According to Andrew Mangan, executive director of the U.S. Business Council for Sustainable Development, many of today’s businesses are challenging the take-make-dispose model and seeing the benefits of a more circular economy.
“From closed-loop recycling to helping launch material reuse networks, GM is thinking differently and getting other companies to join in,” he said.
GM said that the project demonstrates how a supply chain can become a supply web, where business opportunities stem from an original project, furthering the mission and driving more social and economic impact.
The company added that each partner engaged in this initiative brings specific capabilities. Hamtramck Recycling bails the plastic bottles collected from GM’s world headquarters at the Renaissance Center, Warren Technical Center, and Orion Assembly, Flint Tool and Die, and Flint Engine plants.
Clean Tech Inc. washes the bottles and converts them to flake. Unifi, Inc. recycles the bottle flake into resin. Palmetto Synthetics processes the resin to create fibres and William T. Burnett & Co. processes the fibres into various forms of fleece, serving all three applications.
Rogers Foam Corp. die cuts the fleece and EXO-s attaches it into the nylon cover for the Chevrolet Equinox V6 engine, which GM said further dampens engine noise to deliver a quiet ride.
Filtration Services Group works with New Life Center, a nonprofit jobs development and training mission in Flint, to make the panels for the air filtration fleece, which is then sent to 10 GM facilities.
The coat insulation is sent to Carhartt, a workwear company established in Detroit in 1889, which cuts it to size for The Empowerment Plan.
GM said that it also is working with various organisations such as Schupan Recycling in Flint to collect additional water bottles to plug into the project.
The automaker said that it also uses recycled content in many of its vehicles.
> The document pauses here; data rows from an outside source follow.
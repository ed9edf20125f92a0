//! Structured logging for asmm.
//!
//! JSON lines in production, pretty output otherwise.

pub mod error;
pub mod logging;

pub use error::{TelemetryError, TelemetryResult};
pub use logging::{init_logging, DEFAULT_FILTER};
//! Exchange data acquisition for asmm.
//!
//! Walks the Binance klines endpoint backward page by page and resolves
//! per-symbol rounding precision from a disk-cached exchangeInfo document.
//! The HTTP client sits behind the `KlineSource` and `ExchangeInfoSource`
//! traits so pagination can be driven by scripted sources in tests.

pub mod client;
pub mod error;
pub mod fetcher;
pub mod filters;
pub mod source;

pub use client::{BinanceClient, DEFAULT_REST_URL};
pub use error::{RegistryError, RegistryResult, SourceError};
pub use fetcher::{FetcherConfig, PaginatedFetcher};
pub use filters::{decimals_from_step, SymbolFilterCache, SymbolPrecision, FILTER_CACHE_FILE};
pub use source::{ExchangeInfoSource, KlineSource, PageRequest};
//! Candle cache and Avellaneda-Stoikov simulation runner.
//!
//! Wires the pieces together for one run:
//! - Binance REST client and paginated fetcher
//! - JSON Lines candle cache kept fresh by the synchronizer
//! - Series preparation and the market making simulation
//! - JSON Lines step report

pub mod app;
pub mod config;
pub mod error;

pub use app::{Application, BinanceApplication};
pub use config::AppConfig;
pub use error::{AppError, AppResult};
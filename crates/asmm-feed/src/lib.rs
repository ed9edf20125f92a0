//! Candle cache synchronization for asmm.
//!
//! Keeps each persisted (symbol, interval) series fresh with minimal
//! re-downloading: a missing cache triggers one full backward walk, a stale
//! cache triggers a fetch of only the missing suffix which is merged in.

pub mod error;
pub mod sync;

pub use error::{FeedError, FeedResult};
pub use sync::{CacheSynchronizer, SyncConfig};
//! Buffered JSON Lines writer for report records.
//!
//! Uses append mode, so re-running into the same file never truncates
//! earlier output. Each line is independent; an interrupted write only
//! affects the last line.

use crate::error::PersistenceResult;
use serde::Serialize;
use std::fs::{File, OpenOptions};
use std::io::{BufWriter, Write};
use std::path::{Path, PathBuf};
use tracing::{debug, info, warn};

/// JSON Lines writer for any serializable record type.
pub struct JsonLinesWriter<T: Serialize> {
    path: PathBuf,
    writer: BufWriter<File>,
    /// Buffer of pending records.
    buffer: Vec<T>,
    /// Maximum buffer size before flush.
    max_buffer_size: usize,
    records_written: usize,
}

impl<T: Serialize> JsonLinesWriter<T> {
    /// Open `path` for appending, creating parent directories as needed.
    pub fn open(path: impl AsRef<Path>, max_buffer_size: usize) -> PersistenceResult<Self> {
        let path = path.as_ref().to_path_buf();
        if let Some(parent) = path.parent() {
            std::fs::create_dir_all(parent)?;
        }

        info!(path = %path.display(), "Opening JSON Lines writer (append mode)");

        let file = OpenOptions::new().create(true).append(true).open(&path)?;

        Ok(Self {
            path,
            writer: BufWriter::new(file),
            buffer: Vec::with_capacity(max_buffer_size),
            max_buffer_size: max_buffer_size.max(1),
            records_written: 0,
        })
    }

    pub fn path(&self) -> &Path {
        &self.path
    }

    /// Records flushed to disk so far.
    pub fn records_written(&self) -> usize {
        self.records_written
    }

    /// Add a record to the buffer, flushing when full.
    pub fn add_record(&mut self, record: T) -> PersistenceResult<()> {
        self.buffer.push(record);

        if self.buffer.len() >= self.max_buffer_size {
            self.flush()?;
        }

        Ok(())
    }

    /// Write all buffered records and flush the file.
    pub fn flush(&mut self) -> PersistenceResult<()> {
        if self.buffer.is_empty() {
            return Ok(());
        }

        let record_count = self.buffer.len();
        for record in self.buffer.drain(..) {
            let json = serde_json::to_string(&record)?;
            writeln!(self.writer, "{}", json)?;
        }
        self.writer.flush()?;
        self.records_written += record_count;

        debug!(
            path = %self.path.display(),
            records = record_count,
            "Flushed records to JSON Lines"
        );
        Ok(())
    }

    /// Flush pending records and report the total.
    pub fn close(mut self) -> PersistenceResult<usize> {
        self.flush()?;
        info!(
            path = %self.path.display(),
            records = self.records_written,
            "Closed JSON Lines writer"
        );
        Ok(self.records_written)
    }
}

impl<T: Serialize> Drop for JsonLinesWriter<T> {
    fn drop(&mut self) {
        if let Err(e) = self.flush() {
            warn!(?e, path = %self.path.display(), "Failed to flush buffer on drop");
        }
    }
}
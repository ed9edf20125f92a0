//! Application error types.

use thiserror::Error;

#[derive(Debug, Error)]
pub enum AppError {
    #[error("Configuration error: {0}")]
    Config(String),

    #[error("Feed error: {0}")]
    Feed(#[from] asmm_feed::FeedError),

    #[error("Registry error: {0}")]
    Registry(#[from] asmm_registry::RegistryError),

    #[error("Simulation error: {0}")]
    Simulation(#[from] asmm_mm::SimError),

    #[error("Telemetry error: {0}")]
    Telemetry(#[from] asmm_telemetry::TelemetryError),

    #[error("Persistence error: {0}")]
    Persistence(#[from] asmm_persistence::PersistenceError),

    #[error("IO error: {0}")]
    Io(#[from] std::io::Error),
}

pub type AppResult<T> = Result<T, AppError>;
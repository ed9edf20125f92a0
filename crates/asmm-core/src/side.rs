//! Fill direction.

use serde::{Deserialize, Serialize};
use std::fmt;

/// Side of a simulated fill.
#[derive(Debug, Clone, Copy, PartialEq, Eq, Hash, Serialize, Deserialize)]
#[serde(rename_all = "lowercase")]
pub enum Side {
    Buy,
    Sell,
}

impl Side {
    /// Inventory change caused by one unit filled on this side.
    pub fn sign(&self) -> i64 {
        match self {
            Self::Buy => 1,
            Self::Sell => -1,
        }
    }
}

impl fmt::Display for Side {
    fn fmt(&self, f: &mut fmt::Formatter<'_>) -> fmt::Result {
        match self {
            Self::Buy => write!(f, "buy"),
            Self::Sell => write!(f, "sell"),
        }
    }
}

#[cfg(test)]
mod tests {
    use super::*;

    #[test]
    fn test_sign() {
        assert_eq!(Side::Buy.sign(), 1);
        assert_eq!(Side::Sell.sign(), -1);
    }

    #[test]
    fn test_serde_lowercase() {
        assert_eq!(serde_json::to_string(&Side::Sell).unwrap(), "\"sell\"");
    }
}
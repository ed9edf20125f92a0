//! Core domain types for the asmm candle cache and simulator.
//!
//! This crate provides the types shared by every other crate:
//! - `Candle`, `Series`: OHLCV bars and ascending, deduplicated runs of them
//! - `SeriesKey`: the (symbol, interval) pair a series is cached under
//! - `Interval`: the Binance timeframe catalog
//! - `Clock`: injectable wall clock
//! - `Side`: fill direction

pub mod candle;
pub mod clock;
pub mod error;
pub mod interval;
pub mod side;

pub use candle::{Candle, Series, SeriesKey};
pub use clock::{epoch_ms, from_epoch_ms, Clock, FixedClock, SystemClock};
pub use error::{CoreError, Result};
pub use interval::{duration_seconds, Interval};
pub use side::Side;
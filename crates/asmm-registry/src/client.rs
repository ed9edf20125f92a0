//! HTTP client for the Binance spot REST API.
//!
//! Only the two public endpoints the cache needs are covered:
//! `GET /api/v3/klines` and `GET /api/v3/exchangeInfo`. Errors are reported
//! as raw `SourceError`s; deciding what is fatal is the fetcher's job.

use crate::error::{RegistryError, RegistryResult, SourceError};
use crate::source::{ExchangeInfoSource, KlineSource, PageRequest};
use asmm_core::Candle;
use reqwest::Client;
use serde_json::Value;
use std::time::Duration;
use tracing::{debug, info, warn};

/// Public Binance spot endpoint.
pub const DEFAULT_REST_URL: &str = "https://api.binance.com";

/// Default timeout for API requests.
const DEFAULT_TIMEOUT: Duration = Duration::from_secs(10);

/// Client for public Binance market data.
pub struct BinanceClient {
    /// HTTP client.
    client: Client,
    /// REST base URL without trailing slash.
    base_url: String,
}

impl BinanceClient {
    /// Create a new client.
    ///
    /// # Arguments
    /// * `base_url` - REST root (e.g., "https://api.binance.com")
    pub fn new(base_url: impl Into<String>) -> RegistryResult<Self> {
        let client = Client::builder()
            .timeout(DEFAULT_TIMEOUT)
            .build()
            .map_err(|e| RegistryError::HttpClient(format!("Failed to create HTTP client: {e}")))?;

        let base_url = base_url.into().trim_end_matches('/').to_string();
        Ok(Self { client, base_url })
    }

    pub fn base_url(&self) -> &str {
        &self.base_url
    }

    async fn get_json(&self, path: &str, query: &[(&str, String)]) -> Result<Value, SourceError> {
        let url = format!("{}{}", self.base_url, path);

        let response = self
            .client
            .get(&url)
            .query(query)
            .send()
            .await
            .map_err(|e| SourceError::Transport(format!("GET {path} failed: {e}")))?;

        let status = response.status();
        if !status.is_success() {
            let body = response.text().await.unwrap_or_default();
            return Err(SourceError::Status {
                status: status.as_u16(),
                body,
            });
        }

        response
            .json()
            .await
            .map_err(|e| SourceError::Decode(format!("Failed to parse {path} response: {e}")))
    }
}

impl KlineSource for BinanceClient {
    async fn fetch_page(&self, request: &PageRequest) -> Result<Vec<Candle>, SourceError> {
        let mut query = vec![
            ("symbol", request.symbol.clone()),
            ("interval", request.interval.to_string()),
            ("limit", request.limit.to_string()),
        ];
        if let Some(start) = request.start_time_ms {
            query.push(("startTime", start.to_string()));
        }
        if let Some(end) = request.end_time_ms {
            query.push(("endTime", end.to_string()));
        }

        let body = self.get_json("/api/v3/klines", &query).await?;
        let candles = parse_klines(&body)?;

        debug!(
            symbol = %request.symbol,
            interval = %request.interval,
            count = candles.len(),
            "Klines page fetched"
        );
        Ok(candles)
    }
}

impl ExchangeInfoSource for BinanceClient {
    async fn fetch_exchange_info(&self) -> Result<Value, SourceError> {
        info!(url = %self.base_url, "Fetching exchangeInfo");
        self.get_json("/api/v3/exchangeInfo", &[]).await
    }
}

/// Parse a klines response body.
///
/// Each row is `[openTime, open, high, low, close, volume, closeTime, ...]`
/// with prices encoded as strings. Row order is preserved; rows whose OHLC
/// values are out of order are dropped with a warning.
pub fn parse_klines(body: &Value) -> Result<Vec<Candle>, SourceError> {
    let rows = body
        .as_array()
        .ok_or_else(|| SourceError::Decode("klines response is not an array".to_string()))?;

    let mut candles = Vec::with_capacity(rows.len());
    for (idx, row) in rows.iter().enumerate() {
        let fields = row
            .as_array()
            .filter(|fields| fields.len() >= 6)
            .ok_or_else(|| SourceError::Decode(format!("kline row {idx} is malformed: {row}")))?;

        let open_time = fields[0]
            .as_i64()
            .ok_or_else(|| SourceError::Decode(format!("kline row {idx} has no open time")))?;

        let candle = Candle::from_open_time_ms(
            open_time,
            parse_number(&fields[1])?,
            parse_number(&fields[2])?,
            parse_number(&fields[3])?,
            parse_number(&fields[4])?,
            parse_number(&fields[5])?,
        )
        .map_err(|e| SourceError::Decode(e.to_string()))?;
        if let Err(e) = candle.validate() {
            warn!(row = idx, error = %e, "Skipping inconsistent kline");
            continue;
        }
        candles.push(candle);
    }

    Ok(candles)
}

/// Parse a JSON value that may be either a string or a number into `f64`.
fn parse_number(value: &Value) -> Result<f64, SourceError> {
    match value {
        Value::String(s) => s
            .parse::<f64>()
            .map_err(|e| SourceError::Decode(format!("failed to parse '{s}' as f64: {e}"))),
        Value::Number(n) => n
            .as_f64()
            .ok_or_else(|| SourceError::Decode(format!("number out of range: {n}"))),
        other => Err(SourceError::Decode(format!(
            "expected string or number, got: {other}"
        ))),
    }
}

#[cfg(test)]
mod tests {
    use super::*;
    use serde_json::json;

    #[test]
    fn test_parse_klines_rows() {
        let body = json!([
            [1704067200000i64, "42283.58", "42554.57", "42261.02", "42475.23", "1271.68108", 1704070799999i64, "0", 0, "0", "0", "0"],
            [1704070800000i64, "42475.23", "42775.00", "42431.65", "42613.56", "1196.37856", 1704074399999i64, "0", 0, "0", "0", "0"]
        ]);

        let candles = parse_klines(&body).unwrap();
        assert_eq!(candles.len(), 2);
        assert_eq!(candles[0].open_time_ms(), 1_704_067_200_000);
        assert_eq!(candles[0].open, 42283.58);
        assert_eq!(candles[0].volume, 1271.68108);
        assert_eq!(candles[1].close, 42613.56);
    }

    #[test]
    fn test_parse_klines_accepts_numbers() {
        let body = json!([[0, 1.0, 2.0, 0.5, 1.5, 10]]);
        let candles = parse_klines(&body).unwrap();
        assert_eq!(candles[0].high, 2.0);
        assert_eq!(candles[0].volume, 10.0);
    }

    #[test]
    fn test_parse_klines_skips_inconsistent_rows() {
        let body = json!([
            [0, "1.0", "2.0", "0.5", "1.5", "10"],
            [60000, "1.5", "1.2", "1.4", "1.3", "10"],
            [120000, "1.3", "1.6", "1.1", "1.5", "NaN"]
        ]);
        let candles = parse_klines(&body).unwrap();
        assert_eq!(candles.len(), 1);
        assert_eq!(candles[0].open_time_ms(), 0);
    }

    #[test]
    fn test_parse_klines_empty_page() {
        assert!(parse_klines(&json!([])).unwrap().is_empty());
    }

    #[test]
    fn test_parse_klines_rejects_bad_shapes() {
        assert!(matches!(
            parse_klines(&json!({"code": -1121})),
            Err(SourceError::Decode(_))
        ));
        assert!(matches!(
            parse_klines(&json!([[0, "1", "2"]])),
            Err(SourceError::Decode(_))
        ));
        assert!(matches!(
            parse_klines(&json!([[0, "x", "2", "1", "1", "1"]])),
            Err(SourceError::Decode(_))
        ));
    }

    #[test]
    fn test_new_trims_trailing_slash() {
        let client = BinanceClient::new("https://api.binance.com/").unwrap();
        assert_eq!(client.base_url(), DEFAULT_REST_URL);
    }
}
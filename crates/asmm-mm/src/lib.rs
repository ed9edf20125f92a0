//! Single-asset market making simulator.
//!
//! Replays a candle series against an Avellaneda-Stoikov quoter:
//! - Series preparation: price normalization and rolling realized volatility
//! - Quote calculation: reservation price and optimal spread
//! - Fill matching against each bar's low/high
//! - Cash and inventory bookkeeping with mark-to-market PnL
//!
//! # Architecture
//!
//! ```text
//! Series → prepare() → [SimRow]
//!                        ↓
//!          Simulator.run()
//!            ├─ compute_quote(): r, δ, bid/ask
//!            ├─ match_fills(): bid >= low, ask <= high
//!            └─ Book.record_fill(): cash/inventory
//!                        ↓
//!                 SimulationReport
//! ```

pub mod config;
pub mod error;
pub mod inventory;
pub mod quote_engine;
pub mod simulator;
pub mod volatility;

pub use config::SimConfig;
pub use error::{QuoteError, SimError, SimResult};
pub use inventory::Book;
pub use quote_engine::{compute_quote, Quote, QuoteInputs};
pub use simulator::{match_fills, FillDecision, FillRecord, SimulationReport, Simulator, StepRecord};
pub use volatility::{pct_change, prepare, realized_volatility, rolling_std, SimRow};
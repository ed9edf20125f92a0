//! Data persistence for asmm.
//!
//! Stores one candle series per (symbol, interval) as a JSON Lines file and
//! writes simulation reports in the same format:
//! - Each line is a complete JSON object
//! - Files stay human-inspectable and diffable
//! - Floats round-trip exactly

pub mod error;
pub mod store;
pub mod writer;

pub use error::{PersistenceError, PersistenceResult};
pub use store::{JsonLinesSeriesStore, MemorySeriesStore, SeriesStore, StoreConfig};
pub use writer::JsonLinesWriter;
//! Collaborator traits for the exchange endpoints.

use crate::error::SourceError;
use asmm_core::{Candle, Interval};
use std::future::Future;
use std::sync::Arc;

/// Parameters of one klines page request.
#[derive(Debug, Clone, PartialEq, Eq)]
pub struct PageRequest {
    pub symbol: String,
    pub interval: Interval,
    pub limit: u32,
    /// Inclusive lower bound, epoch ms.
    pub start_time_ms: Option<i64>,
    /// Inclusive upper bound, epoch ms.
    pub end_time_ms: Option<i64>,
}

/// Paginated candle endpoint.
pub trait KlineSource: Send + Sync {
    /// Fetch a single page. An empty page means no more history.
    fn fetch_page(
        &self,
        request: &PageRequest,
    ) -> impl Future<Output = Result<Vec<Candle>, SourceError>> + Send;
}

/// Exchange metadata endpoint.
pub trait ExchangeInfoSource: Send + Sync {
    /// Fetch the raw exchangeInfo document.
    fn fetch_exchange_info(
        &self,
    ) -> impl Future<Output = Result<serde_json::Value, SourceError>> + Send;
}

impl<T: KlineSource> KlineSource for Arc<T> {
    fn fetch_page(
        &self,
        request: &PageRequest,
    ) -> impl Future<Output = Result<Vec<Candle>, SourceError>> + Send {
        (**self).fetch_page(request)
    }
}

impl<T: ExchangeInfoSource> ExchangeInfoSource for Arc<T> {
    fn fetch_exchange_info(
        &self,
    ) -> impl Future<Output = Result<serde_json::Value, SourceError>> + Send {
        (**self).fetch_exchange_info()
    }
}
//! Series preparation for the simulator.
//!
//! Rescales prices so the first open equals `price_base` and attaches a
//! rolling realized volatility: the sample std (n - 1) of the last
//! `vol_window` close-to-close returns, times `sqrt(vol_window × windows_per_day)`.
//! Rows without a full window of returns, or whose estimate is not finite
//! (a zero close makes the next return infinite), are dropped here, before
//! any simulation step runs.

use crate::config::SimConfig;
use crate::error::{SimError, SimResult};
use asmm_core::Series;
use chrono::NaiveDateTime;
use serde::{Deserialize, Serialize};
use tracing::debug;

/// Normalized candle with its volatility estimate.
#[derive(Debug, Clone, PartialEq, Serialize, Deserialize)]
pub struct SimRow {
    pub time: NaiveDateTime,
    pub open: f64,
    pub high: f64,
    pub low: f64,
    pub close: f64,
    /// Raw traded volume, not rescaled.
    pub volume: f64,
    pub sigma: f64,
}

/// Close-to-close returns. The first entry has no predecessor.
pub fn pct_change(values: &[f64]) -> Vec<Option<f64>> {
    let mut out = Vec::with_capacity(values.len());
    if values.is_empty() {
        return out;
    }
    out.push(None);
    out.extend(values.windows(2).map(|w| Some(w[1] / w[0] - 1.0)));
    out
}

/// Trailing sample standard deviation over `window` values.
///
/// An entry is `None` unless all `window` values ending there are defined.
pub fn rolling_std(values: &[Option<f64>], window: usize) -> Vec<Option<f64>> {
    if window < 2 {
        return vec![None; values.len()];
    }

    (0..values.len())
        .map(|end| {
            if end + 1 < window {
                return None;
            }
            let slice = &values[end + 1 - window..=end];
            let mut sum = 0.0;
            for v in slice {
                sum += (*v)?;
            }
            let mean = sum / window as f64;
            let sq: f64 = slice
                .iter()
                .flatten()
                .map(|v| (v - mean) * (v - mean))
                .sum();
            Some((sq / (window - 1) as f64).sqrt())
        })
        .collect()
}

/// Scaled rolling volatility of `closes`.
pub fn realized_volatility(closes: &[f64], window: usize, windows_per_day: f64) -> Vec<Option<f64>> {
    let scale = (window as f64 * windows_per_day).sqrt();
    rolling_std(&pct_change(closes), window)
        .into_iter()
        .map(|s| s.map(|s| s * scale))
        .collect()
}

/// Normalize `series` and attach volatility, dropping warm-up rows.
///
/// # Errors
/// * `Config` for an unusable configuration
/// * `InvalidInput` when the first open cannot be used as a scale
pub fn prepare(series: &Series, config: &SimConfig) -> SimResult<Vec<SimRow>> {
    config.validate()?;

    let Some(first) = series.first() else {
        return Ok(Vec::new());
    };
    if !(first.open.is_finite() && first.open > 0.0) {
        return Err(SimError::InvalidInput(format!(
            "first open must be positive to normalize, got {}",
            first.open
        )));
    }
    let scale = config.price_base / first.open;

    let closes: Vec<f64> = series.iter().map(|c| c.close * scale).collect();
    let sigmas = realized_volatility(&closes, config.vol_window, config.windows_per_day);

    let rows: Vec<SimRow> = series
        .iter()
        .zip(sigmas)
        .filter_map(|(candle, sigma)| {
            Some(SimRow {
                time: candle.time,
                open: candle.open * scale,
                high: candle.high * scale,
                low: candle.low * scale,
                close: candle.close * scale,
                volume: candle.volume,
                sigma: sigma.filter(|s| s.is_finite())?,
            })
        })
        .collect();

    debug!(
        candles = series.len(),
        rows = rows.len(),
        dropped = series.len() - rows.len(),
        "Prepared simulation rows"
    );
    Ok(rows)
}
Cardboard from various GM plants is recycled into a sound-dampening material in the Buick Verano headliner; plastic caps and shipping aids from its Fort Wayne facility are mixed with other materials to make radiator shrouds for the Chevrolet Silverado and GMC Sierra; and test tires from Milford Proving Ground are shredded and used in the manufacturing of air and water baffles for a variety of GM cars.
According to the company it has 131 landfill-free facilities around the world and recycles the equivalent of 38 million bin bags of byproducts each year.